All the Stranger ever wrote about me in his book, granted, he wrote it more than once. I study my shadow, draped in the carpet of a grim hotel. It stares back through a single glowing eye- the red-orange switch of a surge protector. I shift and the shadow’s head is forced under a shelf.
Better.
I didn’t recognize my expectations regarding the Stranger’s written accounts of our meetings until they were abruptly unmet. Hurried, sometimes, and regularly discreet, I thought my own recollections of the man were brief.
There’s more than length to a dick-measuring contest.
A joke he would make.
I crawl onto the bed- crawl out again to retrieve the small pouch of nickels on the table. A truck rumbles past the window and my shadow looms, suddenly, to peer over my shoulder. I shake the bag of change- noise wards off evil spirits and intrusive thoughts alike. The traffic passes and the room returns to the predictable sort of dark I prefer.
I slip between the sheets again, toss my clothes to the floor, and press a nickel into a slot on the headboard. The world goes quiet- dreadfully so. It’s the quiet of a power outage in the middle of the night, the sudden non-ticking of the fridge or the silence of a bedside fan. It’s the sound of an absence and, after a moment, I trace the absence to myself. My own body is silent, as though the blood has stopped in my veins. There is quiet, even within me.

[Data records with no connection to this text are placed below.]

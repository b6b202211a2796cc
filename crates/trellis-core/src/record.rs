//! Canonical views of backend payloads
//!
//! Every backend parses its wire payloads into [`Record`]s (one raw
//! vertex, edge or index) and [`Response`]s (one call outcome). Nothing
//! outside a backend adapter inspects raw payloads, so the rest of the
//! crate never branches on which backend produced the data.

use serde_json::Value as JsonValue;
use std::collections::BTreeMap;
use std::fmt;

use crate::error::{Result, TrellisError};
use crate::index::IndexKind;
use crate::value::{BaseType, ElementId, JsonMap};

/// Canonical accessor contract over one raw backend record
pub trait Record: fmt::Debug + Send + Sync {
    /// The raw payload this record was parsed from
    fn raw(&self) -> &JsonValue;

    fn id(&self) -> Option<ElementId>;

    /// `Vertex` or `Edge`; `None` for non-element records such as indices
    fn base_type(&self) -> Option<BaseType>;

    /// Property data with backend bookkeeping fields removed
    fn data(&self) -> JsonMap;

    /// Canonical locator of the element
    fn uri(&self) -> Option<String>;

    /// Outgoing endpoint of an edge
    fn out_v(&self) -> Option<ElementId>;

    /// Incoming endpoint of an edge
    fn in_v(&self) -> Option<ElementId>;

    /// Edge label
    fn label(&self) -> Option<String>;

    fn index_name(&self) -> Option<String>;

    /// Element class an index holds
    fn index_class(&self) -> Option<BaseType>;

    /// Consistency flavor the backend reports for an index
    fn index_kind(&self) -> Option<IndexKind> {
        None
    }
}

/// Lazily produced records plus the total count reported by the backend
pub struct Records {
    iter: Box<dyn Iterator<Item = Box<dyn Record>> + Send>,
    total: usize,
}

impl Records {
    pub fn new<I>(iter: I, total: usize) -> Self
    where
        I: Iterator<Item = Box<dyn Record>> + Send + 'static,
    {
        Self {
            iter: Box::new(iter),
            total,
        }
    }

    pub fn total_size(&self) -> usize {
        self.total
    }
}

impl Iterator for Records {
    type Item = Box<dyn Record>;

    fn next(&mut self) -> Option<Self::Item> {
        self.iter.next()
    }
}

impl fmt::Debug for Records {
    fn fmt(&self, f: &mut fmt::Formatter<'_>) -> fmt::Result {
        f.debug_struct("Records").field("total", &self.total).finish()
    }
}

/// Zero, one or many records from one call
#[derive(Debug)]
pub enum Results {
    Empty,
    One(Box<dyn Record>),
    Many(Records),
}

impl Results {
    /// Build from fully parsed records
    pub fn from_records(mut records: Vec<Box<dyn Record>>) -> Self {
        match records.len() {
            0 => Self::Empty,
            1 => records.pop().map_or(Self::Empty, Self::One),
            total => Self::Many(Records::new(records.into_iter(), total)),
        }
    }

    pub fn total_size(&self) -> usize {
        match self {
            Self::Empty => 0,
            Self::One(_) => 1,
            Self::Many(records) => records.total_size(),
        }
    }

    /// The single record, `None` when empty, an error when more than one
    pub fn one(self) -> Result<Option<Box<dyn Record>>> {
        match self {
            Self::Empty => Ok(None),
            Self::One(record) => Ok(Some(record)),
            Self::Many(mut records) => match records.total_size() {
                0 => Ok(None),
                1 => Ok(records.next()),
                count => Err(TrellisError::Multiplicity { count }),
            },
        }
    }
}

impl IntoIterator for Results {
    type Item = Box<dyn Record>;
    type IntoIter = Records;

    fn into_iter(self) -> Records {
        match self {
            Self::Empty => Records::new(std::iter::empty(), 0),
            Self::One(record) => Records::new(std::iter::once(record), 1),
            Self::Many(records) => records,
        }
    }
}

/// Canonical view of one backend call outcome
pub trait Response: fmt::Debug + Send {
    fn status(&self) -> u16;

    fn headers(&self) -> &BTreeMap<String, String>;

    /// Parsed body, `None` for an empty body
    fn content(&self) -> Option<&JsonValue>;

    fn results(&self) -> Results;

    fn total_size(&self) -> usize {
        self.results().total_size()
    }

    /// The single result of this call
    ///
    /// `None` when there were no results, [`TrellisError::Multiplicity`]
    /// when there was more than one.
    fn one(&self) -> Result<Option<Box<dyn Record>>> {
        self.results().one()
    }
}

/// Map a transport status onto success or the matching failure
pub fn handle_response(status: u16, body: &str) -> Result<()> {
    let message = || {
        let trimmed = body.trim();
        if trimmed.is_empty() {
            format!("HTTP {status}")
        } else {
            error_message(trimmed)
        }
    };
    match status {
        200 | 201 | 204 => Ok(()),
        400 => Err(TrellisError::InvalidInput(message())),
        404 => Err(TrellisError::NotFound(message())),
        _ => Err(TrellisError::Backend {
            status,
            message: message(),
        }),
    }
}

/// Pull a human-readable message out of an error body
fn error_message(body: &str) -> String {
    match serde_json::from_str::<JsonValue>(body) {
        Ok(JsonValue::Object(map)) => ["message", "error", "exception"]
            .iter()
            .find_map(|key| map.get(*key).and_then(JsonValue::as_str))
            .map_or_else(|| body.to_string(), str::to_string),
        _ => body.to_string(),
    }
}

/// Parse a response body, treating an empty body as no content
pub fn parse_content(body: &str) -> Result<Option<JsonValue>> {
    if body.trim().is_empty() {
        return Ok(None);
    }
    Ok(Some(serde_json::from_str(body)?))
}

#[cfg(test)]
mod tests {
    use super::*;
    use serde_json::json;

    #[derive(Debug)]
    struct Fixed(JsonValue);

    impl Record for Fixed {
        fn raw(&self) -> &JsonValue {
            &self.0
        }
        fn id(&self) -> Option<ElementId> {
            self.0.get("id").and_then(ElementId::from_json)
        }
        fn base_type(&self) -> Option<BaseType> {
            Some(BaseType::Vertex)
        }
        fn data(&self) -> JsonMap {
            JsonMap::new()
        }
        fn uri(&self) -> Option<String> {
            None
        }
        fn out_v(&self) -> Option<ElementId> {
            None
        }
        fn in_v(&self) -> Option<ElementId> {
            None
        }
        fn label(&self) -> Option<String> {
            None
        }
        fn index_name(&self) -> Option<String> {
            None
        }
        fn index_class(&self) -> Option<BaseType> {
            None
        }
    }

    fn records(n: i64) -> Vec<Box<dyn Record>> {
        (0..n)
            .map(|i| Box::new(Fixed(json!({ "id": i }))) as Box<dyn Record>)
            .collect()
    }

    #[test]
    fn test_one_empty() {
        assert!(Results::from_records(records(0)).one().unwrap().is_none());
    }

    #[test]
    fn test_one_single() {
        let one = Results::from_records(records(1)).one().unwrap().unwrap();
        assert_eq!(one.id(), Some(ElementId::Int(0)));
    }

    #[test]
    fn test_one_many_is_multiplicity_error() {
        let err = Results::from_records(records(3)).one().unwrap_err();
        assert!(matches!(err, TrellisError::Multiplicity { count: 3 }));
    }

    #[test]
    fn test_into_iter_yields_all() {
        let results = Results::from_records(records(4));
        assert_eq!(results.total_size(), 4);
        assert_eq!(results.into_iter().count(), 4);
    }

    #[test]
    fn test_handle_response_status_table() {
        assert!(handle_response(200, "").is_ok());
        assert!(handle_response(201, "{}").is_ok());
        assert!(handle_response(204, "").is_ok());
        assert!(matches!(
            handle_response(400, ""),
            Err(TrellisError::InvalidInput(_))
        ));
        assert!(matches!(
            handle_response(404, r#"{"message": "Cannot find node with id [7]"}"#),
            Err(TrellisError::NotFound(ref m)) if m == "Cannot find node with id [7]"
        ));
        for status in [405, 409, 500] {
            assert!(matches!(
                handle_response(status, "boom"),
                Err(TrellisError::Backend { status: s, .. }) if s == status
            ));
        }
    }

    #[test]
    fn test_parse_content() {
        assert!(parse_content("  ").unwrap().is_none());
        assert_eq!(parse_content("[1]").unwrap(), Some(json!([1])));
        assert!(parse_content("{oops").is_err());
    }
}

It’s frightening, at first, and then the world returns and the noise of it is so disturbing that I run coins into the headboard until the pouch is emptied.

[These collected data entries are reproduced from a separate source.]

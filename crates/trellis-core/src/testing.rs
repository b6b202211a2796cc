//! In-memory client used by the unit tests

use serde_json::{json, Value as JsonValue};
use std::collections::BTreeMap;
use std::sync::atomic::{AtomicUsize, Ordering};
use std::sync::{Arc, Mutex};

use crate::client::{index_for_write, write_index_entries, Client, ClientContext, IndexWrite};
use crate::config::Config;
use crate::error::{Result, TrellisError};
use crate::index::{IndexKind, IndexRef};
use crate::record::{Record, Response, Results};
use crate::value::{BaseType, Direction, ElementId, JsonMap};

/// Record in the explicit-field encoding
#[derive(Debug, Clone)]
pub struct MemRecord(JsonValue);

impl MemRecord {
    pub fn new(raw: JsonValue) -> Self {
        Self(raw)
    }

    fn field(&self, key: &str) -> Option<&JsonValue> {
        self.0.get(key)
    }
}

impl Record for MemRecord {
    fn raw(&self) -> &JsonValue {
        &self.0
    }

    fn id(&self) -> Option<ElementId> {
        self.field("_id").and_then(ElementId::from_json)
    }

    fn base_type(&self) -> Option<BaseType> {
        self.field("_type").and_then(JsonValue::as_str).and_then(BaseType::parse)
    }

    fn data(&self) -> JsonMap {
        self.0
            .as_object()
            .map(|map| {
                map.iter()
                    .filter(|(k, _)| !k.starts_with('_'))
                    .map(|(k, v)| (k.clone(), v.clone()))
                    .collect()
            })
            .unwrap_or_default()
    }

    fn uri(&self) -> Option<String> {
        let id = self.id()?;
        Some(format!("mem://{}/{id}", self.base_type()?))
    }

    fn out_v(&self) -> Option<ElementId> {
        self.field("_outV").and_then(ElementId::from_json)
    }

    fn in_v(&self) -> Option<ElementId> {
        self.field("_inV").and_then(ElementId::from_json)
    }

    fn label(&self) -> Option<String> {
        self.field("_label").and_then(JsonValue::as_str).map(str::to_string)
    }

    fn index_name(&self) -> Option<String> {
        self.field("name").and_then(JsonValue::as_str).map(str::to_string)
    }

    fn index_class(&self) -> Option<BaseType> {
        self.field("class").and_then(JsonValue::as_str).and_then(BaseType::parse)
    }

    fn index_kind(&self) -> Option<IndexKind> {
        match self.field("type").and_then(JsonValue::as_str) {
            Some("automatic") => Some(IndexKind::Automatic),
            Some("unique") => Some(IndexKind::Unique),
            Some("exact") => Some(IndexKind::Exact),
            _ => None,
        }
    }
}

#[derive(Debug)]
pub struct MemResponse {
    content: Option<JsonValue>,
    records: Vec<MemRecord>,
    headers: BTreeMap<String, String>,
}

impl MemResponse {
    fn new(records: Vec<JsonValue>) -> Self {
        Self {
            content: Some(JsonValue::Array(records.clone())),
            records: records.into_iter().map(MemRecord::new).collect(),
            headers: BTreeMap::new(),
        }
    }

    fn empty() -> Box<dyn Response> {
        Box::new(Self::new(Vec::new()))
    }

    fn one(raw: JsonValue) -> Box<dyn Response> {
        Box::new(Self::new(vec![raw]))
    }
}

impl Response for MemResponse {
    fn status(&self) -> u16 {
        200
    }

    fn headers(&self) -> &BTreeMap<String, String> {
        &self.headers
    }

    fn content(&self) -> Option<&JsonValue> {
        self.content.as_ref()
    }

    fn results(&self) -> Results {
        Results::from_records(
            self.records
                .iter()
                .cloned()
                .map(|r| Box::new(r) as Box<dyn Record>)
                .collect(),
        )
    }
}

#[derive(Debug, Clone)]
struct StoredEdge {
    out_v: i64,
    label: String,
    in_v: i64,
    data: JsonMap,
}

#[derive(Debug, Default)]
struct State {
    next_id: i64,
    vertices: BTreeMap<i64, JsonMap>,
    edges: BTreeMap<i64, StoredEdge>,
    indices: BTreeMap<String, (IndexRef, Vec<(String, JsonValue, i64)>)>,
}

/// Stateful in-memory graph speaking the canonical contract directly
pub struct MemoryClient {
    context: ClientContext,
    state: Mutex<State>,
    calls: AtomicUsize,
}

fn vertex_json(id: i64, data: &JsonMap) -> JsonValue {
    let mut raw = data.clone();
    raw.insert("_id".to_string(), json!(id));
    raw.insert("_type".to_string(), json!("vertex"));
    JsonValue::Object(raw)
}

fn edge_json(id: i64, edge: &StoredEdge) -> JsonValue {
    let mut raw = edge.data.clone();
    raw.insert("_id".to_string(), json!(id));
    raw.insert("_type".to_string(), json!("edge"));
    raw.insert("_outV".to_string(), json!(edge.out_v));
    raw.insert("_inV".to_string(), json!(edge.in_v));
    raw.insert("_label".to_string(), json!(edge.label));
    JsonValue::Object(raw)
}

fn index_json(index: &IndexRef) -> JsonValue {
    json!({"name": index.name, "class": index.base.as_str(), "type": index.kind.as_str()})
}

fn int_id(id: &ElementId) -> Result<i64> {
    match id {
        ElementId::Int(n) => Ok(*n),
        ElementId::Str(s) => Err(TrellisError::NotFound(format!("element {s}"))),
    }
}

impl MemoryClient {
    pub fn new(config: Config) -> Arc<Self> {
        Arc::new(Self {
            context: ClientContext::new(config),
            state: Mutex::new(State::default()),
            calls: AtomicUsize::new(0),
        })
    }

    /// Client with the default vertex and edge indices present
    pub fn shared() -> Arc<dyn Client> {
        Self::new(Config::default())
    }

    /// Number of backend calls made so far
    pub fn calls(&self) -> usize {
        self.calls.load(Ordering::SeqCst)
    }

    fn state(&self) -> std::sync::MutexGuard<'_, State> {
        self.calls.fetch_add(1, Ordering::SeqCst);
        self.state.lock().unwrap_or_else(std::sync::PoisonError::into_inner)
    }

    fn index_after_write(
        &self,
        base: BaseType,
        id: i64,
        data: &JsonMap,
        index: Option<IndexWrite<'_>>,
        replace: bool,
    ) -> Result<()> {
        if let Some(write) = index {
            let target = index_for_write(self, base, write.name);
            write_index_entries(
                self,
                &target,
                &ElementId::Int(id),
                data,
                write.keys,
                replace,
                None,
            )?;
        }
        Ok(())
    }

    fn element_json(state: &State, id: i64) -> Option<JsonValue> {
        state
            .vertices
            .get(&id)
            .map(|data| vertex_json(id, data))
            .or_else(|| state.edges.get(&id).map(|edge| edge_json(id, edge)))
    }
}

impl Client for MemoryClient {
    fn context(&self) -> &ClientContext {
        &self.context
    }

    fn backend(&self) -> &str {
        "memory"
    }

    fn create_vertex(
        &self,
        data: &JsonMap,
        index: Option<IndexWrite<'_>>,
    ) -> Result<Box<dyn Response>> {
        let (id, raw) = {
            let mut state = self.state();
            state.next_id += 1;
            let id = state.next_id;
            state.vertices.insert(id, data.clone());
            (id, vertex_json(id, data))
        };
        self.index_after_write(BaseType::Vertex, id, data, index, false)?;
        Ok(MemResponse::one(raw))
    }

    fn get_vertex(&self, id: &ElementId) -> Result<Box<dyn Response>> {
        let id = int_id(id)?;
        let state = self.state();
        let data = state
            .vertices
            .get(&id)
            .ok_or_else(|| TrellisError::NotFound(format!("vertex {id}")))?;
        Ok(MemResponse::one(vertex_json(id, data)))
    }

    fn update_vertex(
        &self,
        id: &ElementId,
        data: &JsonMap,
        index: Option<IndexWrite<'_>>,
    ) -> Result<Box<dyn Response>> {
        let id = int_id(id)?;
        {
            let mut state = self.state();
            let stored = state
                .vertices
                .get_mut(&id)
                .ok_or_else(|| TrellisError::NotFound(format!("vertex {id}")))?;
            *stored = data.clone();
        }
        self.index_after_write(BaseType::Vertex, id, data, index, true)?;
        Ok(MemResponse::one(vertex_json(id, data)))
    }

    fn delete_vertex(&self, id: &ElementId) -> Result<Box<dyn Response>> {
        let id = int_id(id)?;
        let mut state = self.state();
        state
            .vertices
            .remove(&id)
            .ok_or_else(|| TrellisError::NotFound(format!("vertex {id}")))?;
        state.edges.retain(|_, e| e.out_v != id && e.in_v != id);
        for (_, entries) in state.indices.values_mut() {
            entries.retain(|(_, _, eid)| *eid != id);
        }
        Ok(MemResponse::empty())
    }

    fn create_edge(
        &self,
        out_v: &ElementId,
        label: &str,
        in_v: &ElementId,
        data: &JsonMap,
        index: Option<IndexWrite<'_>>,
    ) -> Result<Box<dyn Response>> {
        let (out_v, in_v) = (int_id(out_v)?, int_id(in_v)?);
        let (id, raw) = {
            let mut state = self.state();
            if !state.vertices.contains_key(&out_v) || !state.vertices.contains_key(&in_v) {
                return Err(TrellisError::NotFound("edge endpoint".to_string()));
            }
            state.next_id += 1;
            let id = state.next_id;
            let edge = StoredEdge {
                out_v,
                label: label.to_string(),
                in_v,
                data: data.clone(),
            };
            let raw = edge_json(id, &edge);
            state.edges.insert(id, edge);
            (id, raw)
        };
        self.index_after_write(BaseType::Edge, id, data, index, false)?;
        Ok(MemResponse::one(raw))
    }

    fn get_edge(&self, id: &ElementId) -> Result<Box<dyn Response>> {
        let id = int_id(id)?;
        let state = self.state();
        let edge = state
            .edges
            .get(&id)
            .ok_or_else(|| TrellisError::NotFound(format!("edge {id}")))?;
        Ok(MemResponse::one(edge_json(id, edge)))
    }

    fn update_edge(
        &self,
        id: &ElementId,
        data: &JsonMap,
        index: Option<IndexWrite<'_>>,
    ) -> Result<Box<dyn Response>> {
        let id = int_id(id)?;
        let raw = {
            let mut state = self.state();
            let edge = state
                .edges
                .get_mut(&id)
                .ok_or_else(|| TrellisError::NotFound(format!("edge {id}")))?;
            edge.data = data.clone();
            edge_json(id, edge)
        };
        self.index_after_write(BaseType::Edge, id, data, index, true)?;
        Ok(MemResponse::one(raw))
    }

    fn delete_edge(&self, id: &ElementId) -> Result<Box<dyn Response>> {
        let id = int_id(id)?;
        self.state()
            .edges
            .remove(&id)
            .ok_or_else(|| TrellisError::NotFound(format!("edge {id}")))?;
        Ok(MemResponse::empty())
    }

    fn vertex_edges(
        &self,
        id: &ElementId,
        direction: Direction,
        label: Option<&str>,
    ) -> Result<Box<dyn Response>> {
        let id = int_id(id)?;
        let state = self.state();
        let records = state
            .edges
            .iter()
            .filter(|(_, e)| match direction {
                Direction::Out => e.out_v == id,
                Direction::In => e.in_v == id,
                Direction::Both => e.out_v == id || e.in_v == id,
            })
            .filter(|(_, e)| label.map_or(true, |l| e.label == l))
            .map(|(eid, e)| edge_json(*eid, e))
            .collect();
        Ok(Box::new(MemResponse::new(records)))
    }

    fn adjacent_vertices(
        &self,
        id: &ElementId,
        direction: Direction,
        label: Option<&str>,
    ) -> Result<Box<dyn Response>> {
        let id = int_id(id)?;
        let state = self.state();
        let records = state
            .edges
            .values()
            .filter(|e| label.map_or(true, |l| e.label == l))
            .filter_map(|e| match direction {
                Direction::Out if e.out_v == id => Some(e.in_v),
                Direction::In if e.in_v == id => Some(e.out_v),
                Direction::Both if e.out_v == id => Some(e.in_v),
                Direction::Both if e.in_v == id => Some(e.out_v),
                _ => None,
            })
            .filter_map(|vid| state.vertices.get(&vid).map(|data| vertex_json(vid, data)))
            .collect();
        Ok(Box::new(MemResponse::new(records)))
    }

    fn create_index(&self, index: &IndexRef) -> Result<Box<dyn Response>> {
        let mut state = self.state();
        if state.indices.contains_key(&index.name) {
            return Err(TrellisError::Backend {
                status: 409,
                message: format!("index '{}' exists", index.name),
            });
        }
        state
            .indices
            .insert(index.name.clone(), (index.clone(), Vec::new()));
        Ok(MemResponse::one(index_json(index)))
    }

    fn get_index(&self, base: BaseType, name: &str) -> Result<Box<dyn Response>> {
        let state = self.state();
        match state.indices.get(name) {
            Some((index, _)) if index.base == base => Ok(MemResponse::one(index_json(index))),
            _ => Err(TrellisError::NotFound(format!("index '{name}'"))),
        }
    }

    fn delete_index(&self, _base: BaseType, name: &str) -> Result<Box<dyn Response>> {
        self.state()
            .indices
            .remove(name)
            .ok_or_else(|| TrellisError::NotFound(format!("index '{name}'")))?;
        Ok(MemResponse::empty())
    }

    fn put_index_entry(
        &self,
        index: &IndexRef,
        key: &str,
        value: &JsonValue,
        id: &ElementId,
    ) -> Result<Box<dyn Response>> {
        let id = int_id(id)?;
        let mut state = self.state();
        let (_, entries) = state
            .indices
            .get_mut(&index.name)
            .ok_or_else(|| TrellisError::NotFound(format!("index '{}'", index.name)))?;
        entries.push((key.to_string(), value.clone(), id));
        Ok(MemResponse::empty())
    }

    fn lookup_index(
        &self,
        index: &IndexRef,
        key: &str,
        value: &JsonValue,
    ) -> Result<Box<dyn Response>> {
        let state = self.state();
        let (_, entries) = state
            .indices
            .get(&index.name)
            .ok_or_else(|| TrellisError::NotFound(format!("index '{}'", index.name)))?;
        let records = entries
            .iter()
            .filter(|(k, v, _)| k == key && v == value)
            .filter_map(|(_, _, id)| Self::element_json(&state, *id))
            .collect();
        Ok(Box::new(MemResponse::new(records)))
    }

    fn remove_index_entry(
        &self,
        index: &IndexRef,
        id: &ElementId,
        key: Option<&str>,
        value: Option<&JsonValue>,
    ) -> Result<Box<dyn Response>> {
        let id = int_id(id)?;
        let mut state = self.state();
        let (_, entries) = state
            .indices
            .get_mut(&index.name)
            .ok_or_else(|| TrellisError::NotFound(format!("index '{}'", index.name)))?;
        entries.retain(|(k, v, eid)| {
            !(*eid == id
                && key.map_or(true, |key| k == key)
                && value.map_or(true, |value| v == value))
        });
        Ok(MemResponse::empty())
    }

    fn count_index(&self, index: &IndexRef, key: &str, value: &JsonValue) -> Result<u64> {
        let state = self.state();
        let (_, entries) = state
            .indices
            .get(&index.name)
            .ok_or_else(|| TrellisError::NotFound(format!("index '{}'", index.name)))?;
        Ok(entries.iter().filter(|(k, v, _)| k == key && v == value).count() as u64)
    }

    fn gremlin(&self, script: &str, _params: &JsonMap) -> Result<Box<dyn Response>> {
        Err(TrellisError::Unsupported(format!("gremlin on memory client: {script}")))
    }
}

Already I am afraid to hear that sound return. I’m just as afraid of the blessed silence, that it has so quickly become a balm. I breathe (silently) and remind myself why I limited the nickels to a handful- the same reason I prefer twine to chalk on the occasion that Shitholes leads me into a cave. The twine is a logical limit and the chalk, well, one piece has the potential for so many arrows.

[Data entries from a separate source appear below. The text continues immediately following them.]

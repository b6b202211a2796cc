//! Trellis Core - Typed object model over graph database backends
//!
//! This crate holds everything that does not depend on a backend's wire
//! encoding:
//! - Property descriptors, schemas and the host/wire type system
//! - The canonical `Record`/`Response` contract backends implement
//! - The per-client registry of classes, proxies, indices and scripts
//! - Element materialization and the schema-carrying model layer
//! - Index proxies and index containers
//! - Configuration, transport and the shared error type

pub mod client;
pub mod config;
pub mod element;
pub mod error;
pub mod graph;
pub mod index;
pub mod model;
pub mod property;
pub mod proxy;
pub mod record;
pub mod registry;
pub mod schema;
pub mod scripts;
pub mod transport;
pub mod typesystem;
pub mod value;

#[cfg(test)]
pub(crate) mod testing;

pub use client::{Client, ClientContext, IndexWrite};
pub use config::{Config, ConfigError};
pub use element::{initialize_element, Edge, Element, ElementCore, Elements, GraphElement, Vertex};
pub use error::{Result, TrellisError, ValidationError};
pub use graph::Graph;
pub use index::{Index, IndexEntry, IndexKind, IndexProxy, IndexRef};
pub use model::{Model, Node, Relationship};
pub use property::{Property, PropertyKind};
pub use proxy::{EdgeProxy, ModelProxy, NodeProxy, RelationshipProxy, VertexProxy};
pub use record::{handle_response, Record, Records, Response, Results};
pub use registry::Registry;
pub use schema::{Schema, SchemaBuilder};
pub use scripts::{Script, Scripts};
pub use transport::{HttpRequest, HttpResponse, HttpTransport, Method, Transport};
pub use typesystem::{DatabaseConverter, HostConverter, JsonTypeSystem, TypeSystem};
pub use value::{BaseType, Direction, ElementId, JsonMap, PropertyMap, Value};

Re-adjusted to the silence (and resigned to its inevitable end), I pick up the Stranger’s book and endeavor to understand the path to his strange demise.
‘For those seeking respite from the myriad stimuli of everyday life, one might call ahead to the local motel-by-the-hour and inquire about the make and model of their beds. The long-defunct ‘Tectonics’ line of vibrating mattress frame wears in such a way that, after a few years of heavy use, the motor maintains a frequency quite opposite the music of the spheres, creating a state of absolute stillness.
As with much of what happens in motels with vibrating beds, addiction is common and side-effects are the norm. Dizziness follows long use of the ‘Tectonics’ line, as do migraines. Random internal ruptures have been reported, though witnesses of such events are unreliable, hiding either deep inebriation or motive for murder.’